Akceptacja...

Witajcie kochani!

Dziś postaram się krótko, kilka dni mnie tu nie będzie na chwilę udaje się do stolicy. Spełnić kolejne moje marzenie. Cieszy mnie ten fakt, bo wiem że dzięki temu znowu naładuje się pozytywnie na jakiś czas.

Wczoraj podczas oglądania wokalnego festiwalu dla osób niepełnosprawnych. Jedna z uczestniczek powiedziała, takie zdanie.

,, Ja wiem, że społeczeństwo nigdy do końca nie będzie mnie akceptować." 

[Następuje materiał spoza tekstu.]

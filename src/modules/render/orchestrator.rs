use std::path::{Path, PathBuf};
use std::sync::Arc;

use futures_util::future::join_all;
use tracing::{Instrument, error, info, info_span, warn};

use super::error::{EncodeError, FetchError, JobError};
use super::fetcher::{JobWorkspace, SourceFetcher};
use super::model::{ObjectRef, RenderResponse, Stage, StorageLink};
use super::operations::{SourceInput, Transcoder};
use super::payload::{self, RenderJob};
use super::publisher::ResponsePublisher;
use crate::config::settings::{AckMode, AppConfig, ExecutionPolicy};
use crate::infrastructure::encoder::FfmpegRunner;
use crate::infrastructure::queue::{Acknowledge, MessagePublisher};
use crate::infrastructure::storage::ObjectStore;

#[derive(Debug, Clone)]
pub struct PipelineSettings {
    pub work_dir: PathBuf,
    pub policy: ExecutionPolicy,
    pub ack_mode: AckMode,
}

/// One planned transcode: which operation, and where its output goes.
#[derive(Debug, Clone, PartialEq, Eq)]
pub struct Step {
    pub stage: Stage,
    pub destination: ObjectRef,
}

impl Step {
    /// The operations of a render job, in execution order.
    pub fn plan(source: &ObjectRef) -> Vec<Step> {
        [Stage::AudioExtract, Stage::VideoFormatA, Stage::VideoFormatB]
            .into_iter()
            .map(|stage| Step {
                stage,
                destination: source.derive(stage.variant()),
            })
            .collect()
    }
}

/// Handles render job messages end to end: decode, fetch, transcode, respond.
pub struct RenderPipeline {
    fetcher: SourceFetcher,
    transcoder: Transcoder,
    publisher: ResponsePublisher,
    settings: PipelineSettings,
}

impl RenderPipeline {
    pub fn new(
        fetcher: SourceFetcher,
        transcoder: Transcoder,
        publisher: ResponsePublisher,
        settings: PipelineSettings,
    ) -> Self {
        Self {
            fetcher,
            transcoder,
            publisher,
            settings,
        }
    }

    pub fn from_config(
        config: &AppConfig,
        storage: Arc<dyn ObjectStore>,
        channel: Arc<dyn MessagePublisher>,
    ) -> Self {
        let ffmpeg = FfmpegRunner::new(&config.encoder_path).with_timeout(config.encode_timeout);

        Self::new(
            SourceFetcher::new(storage.clone(), config.fetch_timeout),
            Transcoder::new(storage, ffmpeg),
            ResponsePublisher::new(channel, config.queues.response.clone()),
            PipelineSettings {
                work_dir: config.work_dir.clone(),
                policy: config.execution_policy,
                ack_mode: config.ack_mode,
            },
        )
    }

    /// Processes one inbound message. Never fails: every outcome ends up
    /// either on the response queue or, for undecodable input, in the log.
    pub async fn handle(&self, data: &[u8], delivery: &dyn Acknowledge) {
        let job = match payload::decode(data) {
            Ok(job) => job,
            Err(e) => {
                warn!(error = %e, size = data.len(), "Dropping undecodable render job");
                acknowledge(delivery).await;
                return;
            }
        };

        let span = info_span!("render_job", video_id = %job.id());
        async {
            if self.settings.ack_mode == AckMode::BeforeWork {
                acknowledge(delivery).await;
            }

            let response = self.render(&job).await;
            self.publisher.publish(&response).await;

            if self.settings.ack_mode == AckMode::AfterWork {
                acknowledge(delivery).await;
            }
        }
        .instrument(span)
        .await
    }

    /// Runs a decoded job and turns the outcome into its terminal response.
    pub async fn render(&self, job: &RenderJob) -> RenderResponse {
        info!(bucket = %job.source().bucket, path = %job.source().path, "Render job started");

        match self.execute(job).await {
            Ok(links) => {
                info!(artifacts = links.len(), "Render job finished");
                RenderResponse::success(job, links)
            }
            Err(e) => {
                error!(stage = ?e.stage(), error = %e, "Render job failed");
                RenderResponse::failure(job, &e)
            }
        }
    }

    async fn execute(&self, job: &RenderJob) -> Result<Vec<StorageLink>, JobError> {
        let workspace =
            JobWorkspace::create(&self.settings.work_dir, job.id()).map_err(FetchError::Workspace)?;

        let result = self.execute_in(job, &workspace).await;

        if let Err(e) = workspace.close() {
            warn!(error = %e, "Failed to remove job workspace");
        }
        result
    }

    async fn execute_in(
        &self,
        job: &RenderJob,
        workspace: &JobWorkspace,
    ) -> Result<Vec<StorageLink>, JobError> {
        let source = job.source();
        let local = self.fetcher.fetch(source, workspace).await?;
        let steps = Step::plan(source);

        let links = self
            .run_plan(&steps, source, &local, workspace, job.id())
            .await?;
        Ok(links)
    }

    async fn run_plan(
        &self,
        steps: &[Step],
        source: &ObjectRef,
        local: &Path,
        workspace: &JobWorkspace,
        video_id: &str,
    ) -> Result<Vec<StorageLink>, EncodeError> {
        match self.settings.policy {
            ExecutionPolicy::Sequential => {
                let mut links = Vec::with_capacity(steps.len());
                for step in steps {
                    links.push(self.run_step(step, source, local, workspace, video_id).await?);
                }
                Ok(links)
            }
            ExecutionPolicy::Concurrent => {
                let outcomes = join_all(
                    steps
                        .iter()
                        .map(|step| self.run_step(step, source, local, workspace, video_id)),
                )
                .await;
                // First failure in plan order wins.
                outcomes.into_iter().collect()
            }
        }
    }

    async fn run_step(
        &self,
        step: &Step,
        source: &ObjectRef,
        local: &Path,
        workspace: &JobWorkspace,
        video_id: &str,
    ) -> Result<StorageLink, EncodeError> {
        let input = match step.stage {
            Stage::AudioExtract => SourceInput::Local(local),
            Stage::VideoFormatA | Stage::VideoFormatB => SourceInput::Remote(source),
        };

        self.transcoder
            .run(step.stage, input, &step.destination, workspace)
            .await?;

        Ok(StorageLink::new(
            &step.destination,
            step.stage.variant(),
            video_id,
        ))
    }
}

async fn acknowledge(delivery: &dyn Acknowledge) {
    if let Err(e) = delivery.ack().await {
        error!(error = %e, "Failed to acknowledge render job");
    }
}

Początkowo mnie zmroziło nie wiedziałam co o tym myśleć. Później zaczęłam się nad tym zastanawiać i doszłam do wniosku, że ja czuje że jestem  akceptowana wypełni Jak  do tego doszłam już mówie.

Stało się to poniekąd w dwóch krokach.

Pierwszy to przed wszystkim samoakceptacja, jeśli nie osiągniemy tego stanu. Cały czas będzie nam się wydawało,  że  ludzie nie akceptują naszej inności. Ja akceptuje samą siebie, dobrze mi ze sobą. Właśnie dlatego gdy widzę, spojrzenia osób na ulicy. Myślę, krótko:
,,To oni mają problem, ze sobą anie ja..."
Oczywiście osiągniecie tego stanu rzeczy to długa praca, w której nigdy nie byłam sama i której nie wykonałabym gdyby nie..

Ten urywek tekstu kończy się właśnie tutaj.